Cet éloquent cri du cœur, tout précédé qu’il est d’un que, ce superbe qu’il mourût de Corneille, était bien fait cependant pour convaincre Henry de Chennevières de l’inanité de sa campagne. La lutte n’était pas nouvelle, d’ailleurs ; elle a eu, sinon contre les qui et les que, plus d’un précédent ; et, à diverses époques d’autres mots de notre langue ont été pareillement en butte à des tentatives d’ostracisme.

« Que ferons-nous, messieurs, de car et de pourquoi ? » demande le poète et romancier Gomberville (1600-1674) dans la comédie Les Académiciens de Saint-Évremond (Œuvres choisies de Saint-Évremond). Dans ses Femmes savantes, Molière parle aussi des « proscriptions de tous ces mots divers, dont nous voulons purger et la prose et les vers. »

Et ce projet, « dont Saint-Évremond et Ménage s’étaient déjà moqués, ce ridicule projet de bannir de la langue les mots les plus utiles, comme car, encore, néanmoins, pourquoi, etc., plusieurs académiciens l’avaient conçu » (Note des Œuvres complètes de Molière, édition variorum Charles Louandre, t. III). Car surtout a subi, au dix-septième siècle, de terribles assauts et, selon la remarque de La Bruyère (Les Caractères, De quelques usages), « s’il n’eût trouvé de la protection parmi les gens polis, n’était-il pas banni honteusement d’une langue à qui il a rendu de si longs services, sans qu’on sût quel mot lui substituer ? »

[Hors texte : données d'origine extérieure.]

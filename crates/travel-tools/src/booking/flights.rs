//! Flight search and the three-step flight booking.

use serde::Deserialize;
use serde_json::Value;
use tracing::{info, warn};
use travel_core::flight::{
    BookFlightParams, BookedSegment, BookingResult, BookingStep, Flight, FlightDetails, FlightInfo,
    FlightSearchParams, FlightSearchResult, FlightSegment, SegmentEndpoint,
};
use travel_core::{FlightOfferQuery, Money};

use super::envelope::{array_at, scalar_at, ProviderFault};
use super::messages;
use super::BookingService;

/// Offers requested when searching.
const SEARCH_MAX_OFFERS: u32 = 6;
/// Offers shown to the model.
const MAX_FLIGHTS: usize = 5;
/// Offers requested when re-locating the selected offer before booking.
const REBOOK_MAX_OFFERS: u32 = 10;

#[derive(Debug, Deserialize)]
#[serde(rename_all = "camelCase")]
struct RawEndpoint {
    iata_code: String,
    at: String,
}

#[derive(Debug, Deserialize)]
#[serde(rename_all = "camelCase")]
struct RawSegment {
    carrier_code: String,
    number: String,
    departure: RawEndpoint,
    arrival: RawEndpoint,
}

#[derive(Debug, Deserialize)]
struct RawItinerary {
    #[serde(default)]
    duration: String,
    segments: Vec<RawSegment>,
}

#[derive(Debug, Deserialize)]
struct RawPrice {
    total: String,
    currency: String,
}

#[derive(Debug, Deserialize)]
struct RawOffer {
    itineraries: Vec<RawItinerary>,
    price: RawPrice,
}

impl BookingService {
    /// Search flight offers and keep the first five.
    pub async fn search_flights(&self, params: &FlightSearchParams) -> FlightSearchResult {
        let query = FlightOfferQuery {
            origin: params.origin.clone(),
            destination: params.destination.clone(),
            departure_date: params.departure_date.clone(),
            max: SEARCH_MAX_OFFERS,
            priced_in_currency: true,
        };

        let body = match self.api.search_flight_offers(&query).await {
            Ok(body) => body,
            Err(e) => {
                warn!("Error searching flights: {}", e);
                return FlightSearchResult::failed(messages::flight_search_apology());
            }
        };

        if let Some(fault) = ProviderFault::from_body(&body) {
            return FlightSearchResult::failed(search_fault_message(&fault, params));
        }

        match parse_flights(&body) {
            Ok(flights) if flights.is_empty() => {
                FlightSearchResult::failed(messages::no_flights_found(
                    &params.origin,
                    &params.destination,
                    &params.departure_date,
                ))
            }
            Ok(flights) => {
                info!("Found {} flights", flights.len());
                FlightSearchResult::found(flights)
            }
            Err(e) => {
                warn!("Error parsing flight offers: {}", e);
                FlightSearchResult::failed(messages::UNPROCESSABLE_FLIGHTS)
            }
        }
    }

    /// Re-search, price and order the selected offer.
    ///
    /// Completed steps are not compensated when a later one fails. Only a
    /// confirmed order reaches the ledger.
    pub async fn book_flight(&self, params: BookFlightParams) -> BookingResult {
        let result = self.place_flight_order(&params).await;

        if result.is_confirmed() {
            let trip_id = self.ledger.record(result.clone().into()).await;
            info!(
                "Flight booking {} recorded under {}",
                result.booking_reference().unwrap_or_default(),
                trip_id
            );
        } else if let Some(step) = result.failed_step() {
            warn!(
                "Flight booking failed at {:?}: {}",
                step,
                result.error().unwrap_or_default()
            );
        }

        result
    }

    async fn place_flight_order(&self, params: &BookFlightParams) -> BookingResult {
        let query = FlightOfferQuery {
            origin: params.origin.clone(),
            destination: params.destination.clone(),
            departure_date: params.departure_date.clone(),
            max: REBOOK_MAX_OFFERS,
            priced_in_currency: false,
        };

        let search = match self.api.search_flight_offers(&query).await {
            Ok(body) => body,
            Err(e) => return transport_failure(BookingStep::Search, e),
        };
        if let Some(fault) = ProviderFault::from_body(&search) {
            return step_failure(BookingStep::Search, &fault, messages::NO_MATCHING_FLIGHTS);
        }

        let Some(offer) = find_offer(&search, &params.flight_id) else {
            return BookingResult::failed(BookingStep::Search, messages::FLIGHT_NOT_FOUND);
        };

        let pricing = match self.api.price_flight_offer(offer).await {
            Ok(body) => body,
            Err(e) => return transport_failure(BookingStep::Pricing, e),
        };
        if let Some(fault) = ProviderFault::from_body(&pricing) {
            return step_failure(
                BookingStep::Pricing,
                &fault,
                messages::PRICE_CONFIRMATION_FAILED,
            );
        }

        let Some(priced) = pricing.pointer("/data/flightOffers/0") else {
            warn!("Pricing response carries no flight offer");
            return BookingResult::failed(
                BookingStep::Pricing,
                messages::flight_booking_apology(),
            );
        };

        let order = match self
            .api
            .create_flight_order(priced, &params.traveler)
            .await
        {
            Ok(body) => body,
            Err(e) => return transport_failure(BookingStep::Order, e),
        };
        if let Some(fault) = ProviderFault::from_body(&order) {
            return step_failure(BookingStep::Order, &fault, messages::BOOKING_FAILED);
        }

        match summarize_order(&order) {
            Ok((reference, price, details)) => {
                BookingResult::confirmed(reference, price, details, params.traveler.clone())
            }
            Err(e) => {
                warn!("Error reading flight order: {}", e);
                BookingResult::failed(BookingStep::Order, messages::flight_booking_apology())
            }
        }
    }
}

fn search_fault_message(fault: &ProviderFault, params: &FlightSearchParams) -> String {
    if fault.code_contains("INVALID_PARAMETER") {
        if fault.detail.contains("originLocationCode") {
            return messages::invalid_origin(&params.origin);
        }
        if fault.detail.contains("destinationLocationCode") {
            return messages::invalid_destination(&params.destination);
        }
        if fault.detail.contains("departureDate") {
            return messages::invalid_date(&params.departure_date);
        }
    } else if fault.code_contains("NO_FLIGHT_FOUND") {
        return messages::no_flights_found(
            &params.origin,
            &params.destination,
            &params.departure_date,
        );
    }

    if fault
        .detail
        .to_lowercase()
        .contains("date/time is in the past")
    {
        return messages::PAST_DATE.to_string();
    }

    fault.detail_or(messages::FLIGHT_SEARCH_FAILED)
}

fn parse_flights(body: &Value) -> Result<Vec<Flight>, String> {
    let offers = body
        .get("data")
        .and_then(Value::as_array)
        .ok_or("response has no data array")?;

    offers.iter().take(MAX_FLIGHTS).map(parse_flight).collect()
}

fn parse_flight(offer: &Value) -> Result<Flight, String> {
    let raw = RawOffer::deserialize(offer).map_err(|e| e.to_string())?;
    let itinerary = raw
        .itineraries
        .into_iter()
        .next()
        .ok_or("offer has no itinerary")?;
    if itinerary.segments.is_empty() {
        return Err("itinerary has no segments".to_string());
    }

    let segments = itinerary
        .segments
        .into_iter()
        .map(|s| FlightSegment {
            carrier: s.carrier_code,
            number: s.number,
            departure: SegmentEndpoint {
                time: s.departure.at,
                airport: s.departure.iata_code,
            },
            arrival: SegmentEndpoint {
                time: s.arrival.at,
                airport: s.arrival.iata_code,
            },
        })
        .collect();

    Ok(Flight {
        price: Money::new(raw.price.total, raw.price.currency),
        flight: FlightInfo::new(segments, itinerary.duration),
    })
}

fn find_offer<'a>(search: &'a Value, flight_id: &str) -> Option<&'a Value> {
    array_at(search, "data")
        .iter()
        .find(|offer| scalar_at(offer, "/id").as_deref() == Some(flight_id))
}

fn summarize_order(order: &Value) -> Result<(String, String, FlightDetails), String> {
    let data = order.get("data").ok_or("order has no data")?;
    let offer = data
        .pointer("/flightOffers/0")
        .ok_or("order has no flight offer")?;
    let itinerary = offer
        .pointer("/itineraries/0")
        .ok_or("order offer has no itinerary")?;
    let itinerary = RawItinerary::deserialize(itinerary).map_err(|e| e.to_string())?;

    let segments = itinerary
        .segments
        .into_iter()
        .map(|s| BookedSegment {
            flight_number: format!("{}{}", s.carrier_code, s.number),
            departure: s.departure.at,
            arrival: s.arrival.at,
            origin: s.departure.iata_code,
            destination: s.arrival.iata_code,
        })
        .collect();
    let details = FlightDetails::from_segments(segments).ok_or("order has no segments")?;

    let price = scalar_at(offer, "/price/total").ok_or("order offer has no total")?;
    let reference = data
        .get("id")
        .and_then(Value::as_str)
        .unwrap_or("Unknown")
        .to_string();

    Ok((reference, price, details))
}

fn step_failure(step: BookingStep, fault: &ProviderFault, fallback: &str) -> BookingResult {
    if fault.mentions_schedule_change() {
        BookingResult::failed(step, messages::SCHEDULE_CHANGED)
    } else {
        BookingResult::failed(step, fault.detail_or(fallback))
    }
}

fn transport_failure(step: BookingStep, error: impl std::fmt::Display) -> BookingResult {
    warn!("Error booking flight at {:?}: {}", step, error);
    BookingResult::failed(step, messages::flight_booking_apology())
}

#[cfg(test)]
mod tests {
    use super::*;
    use serde_json::json;

    fn params() -> FlightSearchParams {
        FlightSearchParams {
            origin: "LAX".to_string(),
            destination: "JFK".to_string(),
            departure_date: "2030-01-15".to_string(),
        }
    }

    fn fault(code: &str, detail: &str) -> ProviderFault {
        ProviderFault::from_body(&json!({"errors": [{"code": code, "detail": detail}]})).unwrap()
    }

    #[test]
    fn test_invalid_parameter_messages() {
        assert_eq!(
            search_fault_message(
                &fault("INVALID_PARAMETER", "originLocationCode invalid"),
                &params()
            ),
            "Invalid origin airport code: LAX. Please provide a valid IATA airport code."
        );
        assert!(search_fault_message(
            &fault("INVALID_PARAMETER", "destinationLocationCode invalid"),
            &params()
        )
        .starts_with("Invalid destination airport code: JFK."));
        assert_eq!(
            search_fault_message(
                &fault("INVALID_PARAMETER", "departureDate malformed"),
                &params()
            ),
            "Invalid date format: 2030-01-15. Please provide the date in YYYY-MM-DD format."
        );
    }

    #[test]
    fn test_no_flight_found_code() {
        assert_eq!(
            search_fault_message(&fault("NO_FLIGHT_FOUND", ""), &params()),
            "No flights found from LAX to JFK on 2030-01-15. Try different dates or airports."
        );
    }

    #[test]
    fn test_past_date_and_fallbacks() {
        assert_eq!(
            search_fault_message(&fault("4926", "Date/Time is in the past"), &params()),
            messages::PAST_DATE
        );
        assert_eq!(
            search_fault_message(&fault("INVALID_PARAMETER", "something else"), &params()),
            "something else"
        );
        assert_eq!(
            search_fault_message(&fault("500", ""), &params()),
            messages::FLIGHT_SEARCH_FAILED
        );
    }

    fn offer(id: &str, total: &str, segments: usize) -> Value {
        let segments: Vec<Value> = (0..segments)
            .map(|i| {
                json!({
                    "carrierCode": "AA",
                    "number": format!("{}", 100 + i),
                    "departure": {"iataCode": format!("A{}", i), "at": format!("2030-01-15T0{}:00:00", i)},
                    "arrival": {"iataCode": format!("A{}", i + 1), "at": format!("2030-01-15T0{}:30:00", i)}
                })
            })
            .collect();
        json!({
            "id": id,
            "itineraries": [{"duration": "PT5H", "segments": segments}],
            "price": {"total": total, "currency": "USD"}
        })
    }

    #[test]
    fn test_parse_caps_at_five_and_counts_stops() {
        let offers: Vec<Value> = (1..=6)
            .map(|i| offer(&i.to_string(), &format!("{}.00", i * 100), (i % 3) + 1))
            .collect();
        let flights = parse_flights(&json!({"data": offers})).unwrap();

        assert_eq!(flights.len(), 5);
        assert_eq!(flights[0].price.amount, "100.00");
        assert_eq!(flights[0].flight.stops, 1);
        assert_eq!(flights[2].flight.stops, 0);
        assert_eq!(flights[4].flight.segments.len(), 3);
        assert_eq!(flights[4].flight.stops, 2);
    }

    #[test]
    fn test_parse_shape_errors() {
        assert!(parse_flights(&json!({})).is_err());
        assert!(parse_flights(&json!({"data": [{"itineraries": []}]})).is_err());
        assert!(parse_flights(&json!({"data": [offer("1", "10.00", 0)]})).is_err());
    }

    #[test]
    fn test_find_offer_by_id() {
        let search = json!({"data": [offer("1", "10.00", 1), offer("2", "20.00", 1)]});
        let found = find_offer(&search, "2").unwrap();
        assert_eq!(found["price"]["total"], "20.00");
        assert!(find_offer(&search, "3").is_none());
    }

    #[test]
    fn test_summarize_order() {
        let order = json!({"data": {"id": "ORDER-1", "flightOffers": [offer("1", "250.00", 2)]}});
        let (reference, price, details) = summarize_order(&order).unwrap();

        assert_eq!(reference, "ORDER-1");
        assert_eq!(price, "250.00");
        assert_eq!(details.total_segments, 2);
        assert_eq!(details.origin, "A0");
        assert_eq!(details.destination, "A2");
        assert_eq!(details.segments[1].flight_number, "AA101");
    }

    #[test]
    fn test_summarize_order_without_id() {
        let order = json!({"data": {"flightOffers": [offer("1", "250.00", 1)]}});
        let (reference, _, _) = summarize_order(&order).unwrap();
        assert_eq!(reference, "Unknown");
    }
}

La lettre de Vincent Voiture à Mlle de Rambouillet, relative à la conjonction car, et où il prévoit qu’après l’exclusion de ce petit mot, on tentera de vouer d’autres termes au même sort, est demeurée célèbre dans notre histoire littéraire : « Je ne sais pour quel intérêt ils (ces puristes) tâchent d’ôter à Car ce qui lui appartient pour le donner à Pour ce que, ni pourquoi ils veulent dire avec trois mots ce qu’ils peuvent dire avec trois lettres. Ce qui est le plus à craindre, mademoiselle, c’est qu’après cette injustice on en entreprendra d’autres ; on ne fera point de difficulté d’attaquer Mais, et je ne sais si Si demeurera en sûreté : de sorte qu’après nous avoir ôté toutes les paroles qui lient les autres, les beaux esprits nous voudront réduire au langage des anges, ou, si cela ne se peut, ils nous obligeront au moins à ne parler que par signes. » (Vincent Voiture, Lettres, t. I)

Dans le numéro du 17 janvier 1920 du journal La Renaissance, Théodore Reinach avertit que « notre vocabulaire est si pauvre déjà qu’il n’y a pas lieu de l’appauvrir davantage ».